|Robust Experimental Study of Data-driven Optimal Control for an Underactuated Rotary Flexible Joint
Ying Xin, Zhi-Chang Qin*, and Jian-Qiao Sun
International Journal of Control, Automation, and Systems, vol. 18, no. 5, pp.1202-1214, 2020
Abstract : As an important component of industrial robot, the motion control of rotary flexible joint (RFJ) system is of great significance, especially when the system has unmodeled dynamics or is seriously disturbed. This paper presents an experimental robustness study on a kind data-driven optimal control approach based on an underactuated rotary flexible joint system. The data-driven approach combines the off-policy optimal control algorithm and the popular integral reinforcement learning technique. Through literature review, we find that the key step of the control design lies in that it learns the optimal value function and control policy simultaneously from the input and output (I/O) data. However, the I/O data are often disturbed by the system uncertainty or environmental noise, and then it will indirectly affect the optimal control performance.
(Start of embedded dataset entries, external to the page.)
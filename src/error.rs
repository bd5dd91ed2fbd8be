//! Error types for the rotation controller

use thiserror::Error;

/// Result type alias using the controller's Error type
pub type Result<T> = std::result::Result<T, Error>;

/// Controller error types
#[derive(Error, Debug)]
pub enum Error {
    /// Kubernetes API error
    #[error("Kubernetes API error: {0}")]
    Kube(#[from] kube::Error),

    /// Object missing from the cache or the API server
    #[error("{kind} {key} not found")]
    NotFound { kind: &'static str, key: String },

    /// Optimistic concurrency conflict on write
    #[error("Conflict writing {0}: object was modified since it was read")]
    Conflict(String),

    /// Configuration error
    #[error("Configuration error: {0}")]
    Config(String),

    /// Validation error
    #[error("Validation error: {0}")]
    Validation(String),

    /// Provider client error
    #[error("Provider error: {0}")]
    Provider(String),

    /// Provider returned a mount error with a reason code
    #[error("Provider mount failed with code {code}: {message}")]
    ProviderMount { code: String, message: String },

    /// gRPC transport error
    #[error("Provider transport error: {0}")]
    Transport(#[from] tonic::transport::Error),

    /// gRPC status returned by the provider
    #[error("Provider RPC error: {0}")]
    Grpc(#[from] tonic::Status),

    /// Serialization error
    #[error("Serialization error: {0}")]
    Serialization(#[from] serde_json::Error),

    /// YAML rendering error
    #[error("YAML error: {0}")]
    Yaml(#[from] serde_yaml::Error),

    /// IO error
    #[error("IO error: {0}")]
    Io(#[from] std::io::Error),
}

impl Error {
    /// Create a not-found error
    pub fn not_found(kind: &'static str, key: impl Into<String>) -> Self {
        Error::NotFound {
            kind,
            key: key.into(),
        }
    }

    /// Create a configuration error
    pub fn config(msg: impl Into<String>) -> Self {
        Error::Config(msg.into())
    }

    /// Create a validation error
    pub fn validation(msg: impl Into<String>) -> Self {
        Error::Validation(msg.into())
    }

    /// Create a provider error
    pub fn provider(msg: impl Into<String>) -> Self {
        Error::Provider(msg.into())
    }

    /// Whether the error means the object does not exist
    pub fn is_not_found(&self) -> bool {
        match self {
            Error::NotFound { .. } => true,
            Error::Kube(kube::Error::Api(resp)) => resp.code == 404,
            _ => false,
        }
    }

    /// Reason code reported by the provider, if any
    pub fn provider_code(&self) -> Option<&str> {
        match self {
            Error::ProviderMount { code, .. } if !code.is_empty() => Some(code),
            _ => None,
        }
    }
}

/// Map a kube API error onto not-found / conflict where the status code says so
pub(crate) fn classify_kube_error(err: kube::Error, kind: &'static str, key: &str) -> Error {
    match err {
        kube::Error::Api(resp) if resp.code == 404 => Error::not_found(kind, key),
        kube::Error::Api(resp) if resp.code == 409 => Error::Conflict(format!("{} {}", kind, key)),
        other => Error::Kube(other),
    }
}

#[cfg(test)]
mod tests {
    use super::*;
    use kube::core::ErrorResponse;

    fn api_error(code: u16) -> kube::Error {
        kube::Error::Api(ErrorResponse {
            status: "Failure".to_string(),
            message: "boom".to_string(),
            reason: String::new(),
            code,
        })
    }

    #[test]
    fn kube_404_is_classified_as_not_found() {
        let err = classify_kube_error(api_error(404), "Secret", "default/app");
        assert!(err.is_not_found());
        assert_eq!(err.to_string(), "Secret default/app not found");
    }

    #[test]
    fn kube_409_is_classified_as_conflict() {
        let err = classify_kube_error(api_error(409), "Secret", "default/app");
        assert!(matches!(err, Error::Conflict(_)));
        assert!(!err.is_not_found());
    }

    #[test]
    fn provider_code_is_only_reported_when_present() {
        let with_code = Error::ProviderMount {
            code: "AccessDenied".to_string(),
            message: "denied".to_string(),
        };
        assert_eq!(with_code.provider_code(), Some("AccessDenied"));

        let without = Error::ProviderMount {
            code: String::new(),
            message: "denied".to_string(),
        };
        assert_eq!(without.provider_code(), None);
    }
}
To investigate the robustness of the data-driven optimal control approach, we artificially set different experimental scenarios and take numerous control experiments on a RFJ experimental setup. The experimental results show that the data-driven optimal control method is quite robust against the system uncertainties in terms of maintaining the stability and delivering satisfactory tracking performance, even when the uncertainty is not a small quantity. In addition, the disturbance originating from environmental noise has certain impact on the controlling of RFJ system, but as long as the noise power is not too large, the control algorithm can converge to a satisfactory result. Finally, we find that the probing signal up has strong influence to this control algorithm, which reminds us to be cautious when selecting the probing signal.
External disturbance, model-free optimal control, reinforcement learning, robustness study, rotary flexible joint, system uncertainty.